An article about the university reaching out to “diverse high school students” printed on the same page as a man wearing both a swastika emblem and the sign of the Ku Klux Klan is contradictory to our mission and vision, detrimental to our reputation, and misleading to others outside of our institution. Please explain how this is a university that values diversity but you print these types of images?
After a conversation with the managing editor, I learned this picture was a continuation from an article ran the previous Friday titled “Bikes, Blues & BBQ an Inconvenience,” which focused on things like unwanted noise and public intoxication; however, this man was not on a bike, nor did he appear drunk.
Do you now see the issue with this image? You are as reliable as the work you produce, but partial publications will only tarnish your credibility in our community.
This picture should have never been printed without an explanation. The caption you provided doesn’t justify the two symbols that represent hate, ignorance, and violence. You assumed individuals who saw this picture would have read the preceding article, but you cannot do this, because it leads to misconceptions.
We expect you to provide us with accurate information, but careless mistakes like this cause students like me to revoke that trust. I challenge you to address the reasoning behind this controversial picture and be professional enough to apologize for any misinterpretations that may have resulted from this incomplete publication. Thank you for your time, and I look forward to your response.
Ban for health of non-smokers
I am writing in response to several letters about smoking ban in the Traveler. As I read these letters, I get more and more frustrated. It seems the focus of the “anti” anti-smoking camp is the right of the smoker. I agree everyone has certain “unalienable” rights. However, when one’s personal lifestyle choices harm others it becomes a serious issue.
To quote an Oct. 8 letter: “The public health advocates act like smokers are ignorant, so they are making this decision for our own and everyone else’s good.”
I can guarantee the reason the UA is banning smoking next year is not because it thinks smokers are ignorant to the effects of smoking; rather, the ban will go into effect because of the effects on non-smokers and the campus environment.

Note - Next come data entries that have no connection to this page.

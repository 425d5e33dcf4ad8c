use serde::Serialize;

use ol_core::{PlanetId, Position, RouteId, ShipId, World};

/// What the presentation layer needs to draw one planet.
#[derive(Debug, Clone, PartialEq, Serialize)]
pub struct PlanetView {
    /// Planet id.
    pub id: PlanetId,
    /// Current position.
    pub position: Position,
    /// Total slots.
    pub capacity: u32,
    /// Current inhabitants.
    pub population: u32,
    /// Current waste.
    pub waste: u32,
}

/// What the presentation layer needs to draw one ship.
#[derive(Debug, Clone, PartialEq, Serialize)]
pub struct ShipView {
    /// Ship id.
    pub id: ShipId,
    /// Template key.
    pub ship_type: String,
    /// Current position.
    pub position: Position,
    /// Facing angle in radians.
    pub direction: f64,
    /// Current speed.
    pub speed: f64,
    /// Cargo.
    pub waste: u32,
    /// Assigned route, if any.
    pub route: Option<RouteId>,
    /// Route cursor, if transiting.
    pub destination_index: Option<usize>,
}

/// A read-only copy of everything a host reads after a tick.
#[derive(Debug, Clone, PartialEq, Serialize)]
pub struct WorldSnapshot {
    /// Tick the snapshot was taken after.
    pub tick: u64,
    /// Treasury.
    pub money: f64,
    /// Planets in id order.
    pub planets: Vec<PlanetView>,
    /// Ships in id order.
    pub ships: Vec<ShipView>,
}

impl WorldSnapshot {
    /// Copy the observable state out of `world`.
    pub fn capture(world: &World, tick: u64) -> Self {
        let planets = world
            .planets
            .values()
            .map(|p| PlanetView {
                id: p.id.clone(),
                position: p.position,
                capacity: p.capacity,
                population: p.population,
                waste: p.waste,
            })
            .collect();
        let ships = world
            .ships
            .values()
            .map(|s| ShipView {
                id: s.id.clone(),
                ship_type: s.ship_type.key.clone(),
                position: s.position,
                direction: s.direction,
                speed: s.current_speed,
                waste: s.waste,
                route: s.assignment.route().cloned(),
                destination_index: s.assignment.node_index(),
            })
            .collect();
        Self {
            tick,
            money: world.money,
            planets,
            ships,
        }
    }

    /// Render as pretty-printed JSON.
    pub fn to_json_pretty(&self) -> serde_json::Result<String> {
        serde_json::to_string_pretty(self)
    }
}

#[cfg(test)]
mod tests {
    use super::*;
    use ol_core::{Planet, Ship, ShipTypeRegistry};

    #[test]
    fn capture_copies_observable_state() {
        let registry = ShipTypeRegistry::standard();
        let mut world = World::new(12.5);
        world
            .add_planet(Planet::new("terra", Position::new(1.0, 2.0), 10).with_waste(3))
            .unwrap();
        world
            .add_ship(Ship::new("s1", registry.require("freighter").unwrap(), Position::new(4.0, 5.0)))
            .unwrap();

        let snap = WorldSnapshot::capture(&world, 9);
        assert_eq!(snap.tick, 9);
        assert!((snap.money - 12.5).abs() < f64::EPSILON);
        assert_eq!(snap.planets[0].waste, 3);
        assert_eq!(snap.ships[0].ship_type, "freighter");
        assert_eq!(snap.ships[0].route, None);
        assert_eq!(snap.ships[0].destination_index, None);
    }

    #[test]
    fn snapshot_serializes_to_json() {
        let world = World::new(3.0);
        let json = WorldSnapshot::capture(&world, 0).to_json_pretty().unwrap();
        let value: serde_json::Value = serde_json::from_str(&json).unwrap();
        assert_eq!(value["money"], 3.0);
        assert!(value["planets"].as_array().unwrap().is_empty());
    }
}
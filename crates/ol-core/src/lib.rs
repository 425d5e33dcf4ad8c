//! Core types for Orbital Logistics: planets, ships, routes, and the world model.
//!
//! This crate is passive data. It knows how to validate and store a
//! scenario but never advances time; the tick rules live in
//! `ol-simulation`. A [`World`] is built programmatically by the host and
//! then mutated in place by the engine.

/// Error types used throughout the crate.
pub mod error;
/// 2D coordinates and distance helpers.
pub mod geometry;
/// Caller-chosen identifiers for planets, ships, and routes.
pub mod id;
/// Planets: population, waste, and capacity.
pub mod planet;
/// Patrol routes and the actions performed at each stop.
pub mod route;
/// Ship templates, the template registry, and ships themselves.
pub mod ship;
/// The aggregate world state owned by the host.
pub mod world;

/// Re-export error types.
pub use error::{OlError, OlResult};
/// Re-export geometry types.
pub use geometry::Position;
/// Re-export identifier types.
pub use id::{PlanetId, RouteId, ShipId};
/// Re-export planet type.
pub use planet::Planet;
/// Re-export route types.
pub use route::{Action, Route, RouteNode};
/// Re-export ship types.
pub use ship::{Assignment, Ship, ShipType, ShipTypeRegistry};
/// Re-export world type.
pub use world::World;
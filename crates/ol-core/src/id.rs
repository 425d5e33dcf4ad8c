use std::fmt;

use serde::{Deserialize, Serialize};

/// Identifier of a planet, chosen by whoever builds the scenario.
#[derive(Debug, Clone, PartialEq, Eq, Hash, PartialOrd, Ord, Serialize, Deserialize)]
#[serde(transparent)]
pub struct PlanetId(pub String);

/// Identifier of a ship.
#[derive(Debug, Clone, PartialEq, Eq, Hash, PartialOrd, Ord, Serialize, Deserialize)]
#[serde(transparent)]
pub struct ShipId(pub String);

/// Identifier of a route.
#[derive(Debug, Clone, PartialEq, Eq, Hash, PartialOrd, Ord, Serialize, Deserialize)]
#[serde(transparent)]
pub struct RouteId(pub String);

impl PlanetId {
    /// Create a planet id from any string-like value.
    pub fn new(id: impl Into<String>) -> Self {
        Self(id.into())
    }

    /// Borrow the raw id.
    pub fn as_str(&self) -> &str {
        &self.0
    }
}

impl ShipId {
    /// Create a ship id from any string-like value.
    pub fn new(id: impl Into<String>) -> Self {
        Self(id.into())
    }

    /// Borrow the raw id.
    pub fn as_str(&self) -> &str {
        &self.0
    }
}

impl RouteId {
    /// Create a route id from any string-like value.
    pub fn new(id: impl Into<String>) -> Self {
        Self(id.into())
    }

    /// Borrow the raw id.
    pub fn as_str(&self) -> &str {
        &self.0
    }
}

impl fmt::Display for PlanetId {
    fn fmt(&self, f: &mut fmt::Formatter<'_>) -> fmt::Result {
        write!(f, "{}", self.0)
    }
}

impl fmt::Display for ShipId {
    fn fmt(&self, f: &mut fmt::Formatter<'_>) -> fmt::Result {
        write!(f, "{}", self.0)
    }
}

impl fmt::Display for RouteId {
    fn fmt(&self, f: &mut fmt::Formatter<'_>) -> fmt::Result {
        write!(f, "{}", self.0)
    }
}

impl From<&str> for PlanetId {
    fn from(s: &str) -> Self {
        Self::new(s)
    }
}

impl From<&str> for ShipId {
    fn from(s: &str) -> Self {
        Self::new(s)
    }
}

impl From<&str> for RouteId {
    fn from(s: &str) -> Self {
        Self::new(s)
    }
}

impl From<String> for PlanetId {
    fn from(s: String) -> Self {
        Self(s)
    }
}

impl From<String> for ShipId {
    fn from(s: String) -> Self {
        Self(s)
    }
}

impl From<String> for RouteId {
    fn from(s: String) -> Self {
        Self(s)
    }
}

The Surgeon General’s report on second-hand smoke lists these effects: “2. Secondhand smoke exposure causes disease and premature death in children and adults who do not smoke.” “4. Exposure of adults to secondhand smoke has immediate adverse effects on the cardiovascular system and causes coronary heart disease and lung cancer.” “5. The scientific evidence indicates that there is no risk-free level of exposure to secondhand smoke.” “6. Eliminating smoking in indoor spaces fully protects nonsmokers from exposure to secondhand smoke. Separating smokers from nonsmokers, cleaning the air, and ventilating buildings cannot eliminate exposures of nonsmokers to secondhand smoke.”
Therefore, the only plausible way to protect non-smokers is to ban smoking in public areas. To quote Mr. Gilbert’s letter again: “Where will their decision-making stop … low-fat only menus, or implants that give an electric shock every time we think of greasy food or cigarettes?” To put it bluntly, personal choices about diet do not give others lung cancer. These examples are invalid. When this bill was passed, the primary issue was not the health of smokers, it was the health of the non-smokers.